L’attore, dal canto suo, evidenzia come la convenuta nulla abbia versato prima della causa e reputa il comportamento ostruzionistico tenuto dalla controparte in sede di mediazione (all. 8 parte attrice) rilevante per la condanna della medesima alle spese. A tal fine, in comparsa conclusionale viene richiamato l’art. 8, comma 4-bis, D. Lgs. 28/2010, il quale stabilisce che il giudice può valutare la mancata partecipazione di una parte senza giustificato motivo alla procedura di mediazione come argomento di prova nel successivo giudizio ai sensi dell’art. 116, comma 2, c.p.c. Di risposta, la compagnia assicurativa sostiene che proprio per il fatto che M.XXXX P.XXXXXX insistesse nella richiesta della rifusione delle spese per l’intervento non indennizzabile, non vi era stata alcuna partecipazione al procedimento di mediazione, reputato da G inutile stante le ostinate richieste dell’assicurato. Reputa questo giudice che la ritenuta inutilità dell’esperimento della mediazione obbligatoria non possa essere un giustificato motivo per non parteciparvi, di talché la mancata partecipazione può essere valutata ai fini della decisione sulle spese di lite.

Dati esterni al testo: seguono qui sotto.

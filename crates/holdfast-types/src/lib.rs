//! # holdfast-types
//!
//! Shared types, errors, and configuration for the **Holdfast** escrow
//! settlement engine.
//!
//! This crate is the leaf dependency of the workspace. It defines:
//!
//! - **Identifiers**: [`WalletId`], [`UserId`], [`ShopId`], [`ProductId`], [`OrderId`],
//!   [`OrderItemId`], [`TicketId`], [`AdjustmentId`], [`LedgerEntryId`]
//! - **Money**: [`Amount`] in the smallest currency unit
//! - **Ledger model**: [`LedgerEntry`], [`EntryKind`], [`Direction`], [`LedgerRef`],
//!   [`IdempotencyKey`], [`EntryDraft`], [`Posting`]
//! - **Wallet model**: [`Wallet`]
//! - **Order model**: [`Order`], [`OrderStatus`], [`OrderItem`], [`ItemStatus`], [`HoldStatus`]
//! - **Time**: [`Clock`], [`SystemClock`] (and `ManualClock` behind `test-helpers`)
//! - **Pagination**: [`PageRequest`], [`Page`]
//! - **Configuration**: [`EscrowConfig`]
//! - **Errors**: [`HoldfastError`] with `HF_ERR_` prefix codes
//! - **Constants**: policy defaults

pub mod clock;
pub mod config;
pub mod constants;
pub mod error;
pub mod ids;
pub mod ledger;
pub mod money;
pub mod order;
pub mod page;
pub mod wallet;

pub use clock::*;
pub use config::*;
pub use error::*;
pub use ids::*;
pub use ledger::*;
pub use money::*;
pub use order::*;
pub use page::*;
pub use wallet::*;

// Constants are accessed via `holdfast_types::constants::FOO`
// (not re-exported to avoid name collisions).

Né va dimenticato che l’assicurazione ha omesso di versare all’attore quanto riteneva dovuto sulla base del contratto e dei propri accertamenti medici e in giudizio ha infondatamente sostenuto l’inoperatività della polizza. Le spese di lite devono quindi essere interamente poste a carico della convenuta secondo il criterio della soccombenza. Sono però liquidate, in dispositivo, tenuto conto della misura in cui la domanda viene accolta (v. art. 5 D.M. 55/2014) e dell’attività difensiva prestata; la convenuta deve altresì rimborsare agli attori le spese pagina sostenute per il compenso al c.t.p., pari a € 366,00 (all.5, attore del 28/12/2021 delle spese vive). Definitivamente a carico di parte convenuta va altresì posto il compenso alla c.t.u. già liquidato in corso di causa. Va infine pronunciata la distrazione delle spese a favore dell’Avv. E.XXX A. XXXXXX, procuratrice dell’attore, che si è dichiarata antistataria. Questa sentenza è stata redatta con la collaborazione del dott. M.XXX C.XXXXXX, della Scuola di Specializzazione per le Professioni L.XXXX.


PER QUESTI MOTIVI
 

il Tribunale di Pavia, in composizione monocratica, definitivamente pronunciando nella causa promossa da M.XXXX P.XXXXXX con atto di citazione notificato il 7 maggio 2019 a G S.p.A., così decide:
1) condanna G S.p.A. a pagare a M.XXXX P.XXXXXX la somma di € 525,00, con interessi legali dal 26.11.2018 al saldo:
2) condanna G S.p.A. a rifondere all’Avv. E.XXX A.XXXXXX, dichiaratasi antistataria, le spese di lite, che liquida in € 630, 00 per compensi e in € 637,95 per esborsi (compresi quelli per la c.t.p.) , oltre I.V.A. e C.XXX. se e come dovuti per legge e rimborso spese generali nella misura del 15 % dei compensi;
3) pone definitivamente a carico di parte convenuta le spese di c.t.u. già liquidate in corso di causa.